Tally the lines in the data below in which the word "Build" occurs, then give only the total.

* Data records *
↓

use std::time::Duration;

use crate::{
    foundation::error::{DissolveError, DissolveResult},
    sequence::SequenceKind,
};

/// Transition length used when none is configured.
pub const DEFAULT_DURATION_SECS: f64 = 4.0;
/// Frame rate of the headless driver when none is configured.
pub const DEFAULT_FPS: f64 = 12.5;

/// Serializable description of a dissolve run.
///
/// Every field has a default, so `{}` is a valid spec.
#[derive(Clone, Debug, PartialEq, serde::Serialize, serde::Deserialize)]
pub struct DissolveSpec {
    /// Transition kind; only `"dissolve"` is accepted.
    #[serde(default = "default_kind")]
    pub kind: String,
    /// Total transition time in seconds.
    #[serde(default = "default_duration_secs")]
    pub duration_secs: f64,
    /// Seed for the reveal order.
    #[serde(default)]
    pub seed: u64,
    /// Permutation used to order reveals.
    #[serde(default)]
    pub order: SequenceKind,
    /// Frames per second for the headless driver.
    #[serde(default = "default_fps")]
    pub fps: f64,
}

fn default_kind() -> String {
    "dissolve".to_string()
}

fn default_duration_secs() -> f64 {
    DEFAULT_DURATION_SECS
}

fn default_fps() -> f64 {
    DEFAULT_FPS
}

impl Default for DissolveSpec {
    fn default() -> Self {
        Self {
            kind: default_kind(),
            duration_secs: DEFAULT_DURATION_SECS,
            seed: 0,
            order: SequenceKind::default(),
            fps: DEFAULT_FPS,
        }
    }
}

impl DissolveSpec {
    /// Parse and validate a JSON spec.
    pub fn from_json_str(s: &str) -> DissolveResult<Self> {
        let spec: Self = serde_json::from_str(s).map_err(|e| DissolveError::serde(e.to_string()))?;
        spec.validate()?;
        Ok(spec)
    }

    /// Pretty JSON form.
    pub fn to_json_string(&self) -> DissolveResult<String> {
        serde_json::to_string_pretty(self).map_err(|e| DissolveError::serde(e.to_string()))
    }

    /// Check kind, duration and frame rate.
    pub fn validate(&self) -> DissolveResult<()> {
        parse_transition_kind(&self.kind)?;
        self.duration()?;
        self.frame_duration()?;
        Ok(())
    }

    /// Duration as a [`Duration`], rejecting non-positive or non-finite values.
    pub fn duration(&self) -> DissolveResult<Duration> {
        duration_from_secs(self.duration_secs)
    }

    /// Time between driver frames at the configured `fps`.
    pub fn frame_duration(&self) -> DissolveResult<Duration> {
        frame_duration_from_fps(self.fps)
    }
}

/// Convert seconds to a positive [`Duration`].
pub fn duration_from_secs(secs: f64) -> DissolveResult<Duration> {
    if !secs.is_finite() || secs <= 0.0 {
        return Err(DissolveError::validation(
            "duration_secs must be finite and > 0",
        ));
    }
    let d = Duration::try_from_secs_f64(secs)
        .map_err(|e| DissolveError::validation(format!("duration_secs: {e}")))?;
    if d.is_zero() {
        return Err(DissolveError::validation(
            "duration_secs rounds to zero nanoseconds",
        ));
    }
    Ok(d)
}

/// Convert a frame rate to the positive [`Duration`] between frames.
///
/// Rates so low that one frame outlasts `Duration::MAX`, or so high that a
/// frame rounds to zero nanoseconds, are rejected.
pub fn frame_duration_from_fps(fps: f64) -> DissolveResult<Duration> {
    if !fps.is_finite() || fps <= 0.0 {
        return Err(DissolveError::validation("fps must be finite and > 0"));
    }
    let d = Duration::try_from_secs_f64(1.0 / fps)
        .map_err(|e| DissolveError::validation(format!("fps {fps}: {e}")))?;
    if d.is_zero() {
        return Err(DissolveError::validation(format!(
            "fps {fps} rounds to a zero frame duration"
        )));
    }
    Ok(d)
}

/// Normalize a transition kind name; everything but dissolve is rejected.
pub fn parse_transition_kind(kind: &str) -> DissolveResult<&'static str> {
    let kind = kind.trim().to_ascii_lowercase();
    if kind.is_empty() {
        return Err(DissolveError::validation("transition kind must be non-empty"));
    }
    match kind.as_str() {
        "dissolve" => Ok("dissolve"),
        "cut" | "wipe" | "slide" | "crossfade" => Err(DissolveError::validation(format!(
            "transition kind '{kind}' is not supported"
        ))),
        _ => Err(DissolveError::validation(format!(
            "unknown transition kind '{kind}'"
        ))),
    }
}

#[cfg(test)]
#[path = "../../tests/unit/transition/spec.rs"]
mod tests;
/// Convenience result type used across the crate.
pub type DissolveResult<T> = Result<T, DissolveError>;

/// Top-level error taxonomy used by transition APIs.
#[derive(thiserror::Error, Debug)]
pub enum DissolveError {
    /// Width or height is zero, or the padded domain exceeds the widest register.
    #[error("invalid domain: {0}")]
    InvalidDomain(String),

    /// Bound buffers disagree on dimensions or pixel format.
    #[error("buffer mismatch: {0}")]
    BufferMismatch(String),

    /// The reveal sequence ran out before every pixel was revealed.
    #[error("generator exhausted after {revealed} of {total} reveals")]
    GeneratorExhausted {
        /// Pixels revealed when the sequence ran out.
        revealed: u64,
        /// Pixels in the domain.
        total: u64,
    },

    /// Invalid user-provided configuration.
    #[error("validation error: {0}")]
    Validation(String),

    /// Errors when serializing or deserializing configuration.
    #[error("serialization error: {0}")]
    Serde(String),

    /// Wrapped lower-level error from dependencies or IO.
    #[error(transparent)]
    Other(#[from] anyhow::Error),
}

impl DissolveError {
    /// Build a [`DissolveError::InvalidDomain`] value.
    pub fn invalid_domain(msg: impl Into<String>) -> Self {
        Self::InvalidDomain(msg.into())
    }

    /// Build a [`DissolveError::BufferMismatch`] value.
    pub fn buffer_mismatch(msg: impl Into<String>) -> Self {
        Self::BufferMismatch(msg.into())
    }

    /// Build a [`DissolveError::Validation`] value.
    pub fn validation(msg: impl Into<String>) -> Self {
        Self::Validation(msg.into())
    }

    /// Build a [`DissolveError::Serde`] value.
    pub fn serde(msg: impl Into<String>) -> Self {
        Self::Serde(msg.into())
    }
}

#[cfg(test)]
#[path = "../../tests/unit/foundation/error.rs"]
mod tests;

↑

* Result of the exercise *
4